Statistics and reproducibility

No statistical method was used to predetermine sample sizes. Human sequencing analyses were limited to pre-treatment tumor samples. Otherwise, no other data were excluded from the analyses. For in vitro studies, treatment groups were randomly assigned at the time freshly isolated bone marrow cells were plated and were not changed when treatment was given on the culture day indicated. These experiments were completed in replicates and independent experiments. For animal studies, mice were randomly assigned to treatment groups after tumor inoculation. The starting tumor burden in the treatment and control groups was similar before treatment. The investigators were not blinded to allocation during experiments and outcome assessment.

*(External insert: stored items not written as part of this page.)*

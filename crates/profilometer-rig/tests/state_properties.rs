use profilometer_core::{
    compute_roughness, Profile, ProfileSample, RigPhase, WorkpieceClass, INITIAL_STYLUS_POSITION,
    REFERENCE_STYLUS_POSITION, SCAN_END_POSITION,
};
use profilometer_rig::ScanState;
use proptest::prelude::*;

#[derive(Debug, Clone)]
enum Op {
    Select(WorkpieceClass),
    BeginZero,
    Engage,
    FinishZero,
    BeginScan,
    Sample,
    FinishScan,
    Reset,
    Cancel,
}

fn op() -> impl Strategy<Value = Op> {
    prop_oneof![
        prop::sample::select(WorkpieceClass::ALL.to_vec()).prop_map(Op::Select),
        Just(Op::BeginZero),
        Just(Op::Engage),
        Just(Op::FinishZero),
        Just(Op::BeginScan),
        Just(Op::Sample),
        Just(Op::Sample),
        Just(Op::FinishScan),
        Just(Op::Reset),
        Just(Op::Cancel),
    ]
}

const TOTAL: usize = 4;

fn apply(state: &mut ScanState, op: &Op) {
    match op {
        Op::Select(w) => {
            state.select(*w);
        }
        Op::BeginZero => {
            state.begin_zero();
        }
        Op::Engage => {
            state.engage_reference();
        }
        Op::FinishZero => {
            state.finish_zero();
        }
        Op::BeginScan => {
            state.begin_scan();
        }
        Op::Sample => {
            let position = state.profile().len();
            state.record_sample(ProfileSample::new(position, 0.25), TOTAL);
        }
        Op::FinishScan => {
            if state.profile().len() == TOTAL {
                let profile = Profile::from_heights([0.25; TOTAL]).unwrap();
                if let Ok(roughness) = compute_roughness(&profile) {
                    state.finish_scan(roughness);
                }
            }
        }
        Op::Reset => {
            state.reset();
        }
        Op::Cancel => {
            state.cancel();
        }
    }
}

proptest! {
    #[test]
    fn invariants_hold_for_any_command_sequence(ops in prop::collection::vec(op(), 0..40)) {
        let mut state = ScanState::default();
        for op in &ops {
            apply(&mut state, op);

            prop_assert!(!(state.is_zeroing() && state.is_scanning()));
            if state.is_scanning() {
                prop_assert!(state.is_zeroed());
            }
            if state.selected_workpiece().is_none() {
                prop_assert_eq!(state.phase(), RigPhase::Idle);
                prop_assert!(state.profile().is_empty());
            }
            prop_assert_eq!(state.ra().is_some(), state.rz().is_some());
            let positions: Vec<usize> =
                state.profile().samples().iter().map(|s| s.position).collect();
            prop_assert_eq!(positions, (0..state.profile().len()).collect::<Vec<_>>());

            let stylus = state.stylus_position();
            prop_assert!((INITIAL_STYLUS_POSITION..=SCAN_END_POSITION).contains(&stylus));
            if state.phase() == RigPhase::Zeroed && state.profile().is_empty() {
                prop_assert_eq!(stylus, REFERENCE_STYLUS_POSITION);
            }
        }
    }
}
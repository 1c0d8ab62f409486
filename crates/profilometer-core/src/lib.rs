//! # Profilometer Core
//!
//! Core types and algorithms for the virtual contact profilometer lab.
//! Provides the workpiece model, procedural surface profiles, roughness
//! statistics, quiz scoring, and the event/listener plumbing used by the
//! rig state machine.

pub mod core;
pub mod data;
pub mod error;
pub mod generator;
pub mod quiz;
pub mod roughness;
pub mod types;
pub mod units;

pub use crate::core::{
    event::{EventDispatcher, RigEvent},
    RigListener, RigListenerHandle,
};

pub use data::{
    Profile, ProfileSample, RigPhase, ScanResult, ScanStep, SurfacePattern, WorkpieceClass,
    WorkpieceInfo, INITIAL_STYLUS_POSITION, REFERENCE_STYLUS_POSITION, SCAN_END_POSITION,
};

pub use error::{Error, ProfileError, QuizError, Result, RigError};

pub use generator::{
    generate_profile, ProfileSource, RandomProfileSource, SeededProfileSource,
    DEFAULT_SAMPLE_COUNT,
};

pub use quiz::{
    score, standard_key, AnswerMap, QuestionOutcome, QuizAnswerKey, QuizAttempt, QuizQuestion,
    QuizScore,
};

pub use roughness::{compute_roughness, Roughness};

pub use units::{format_height, format_micrometres, MeasurementSystem};

pub use types::{
    thread_safe_none, thread_safe_rw, thread_safe_rw_map, ThreadSafeOption, ThreadSafeRw,
    ThreadSafeRwMap,
};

Overall survival was estimated by Kaplan–Meier methods and compared with log-rank tests. Cox proportional hazard models were used for multivariate survival analysis. Multivariate logistic regression models were used to assess binary outcomes of response to treatment. Pearson’s correlation coefficient was used to assess linear correlations between variables. Chi-square test was performed to assess independence of groups. All statistical analyses were performed using R packages tidyverse (1.3.1), dplyr (1.0.7), ggplot2 (3.3.5), survminer (0.4.9) and survival (0.4.9).

In vitro experiments were carried out in duplicate or triplicate independent experiments as indicated. Student t-tests were performed to assess differences between groups. All in vivo studies included a minimum of three littermate pairs of WT or KO mice as biological replicates for genetic conditional knock-out studies and a minimum of four mice per group for drug therapy studies. Mann–Whitney U or ANOVA with post-hoc Tukey adjustment for multiple comparisons were performed to assess differences between groups as indicated. All statistical analyses were performed using GraphPad Prism 9 software.

Reporting summary

Further information on research design is available in the Nature Portfolio Reporting Summary linked to this article.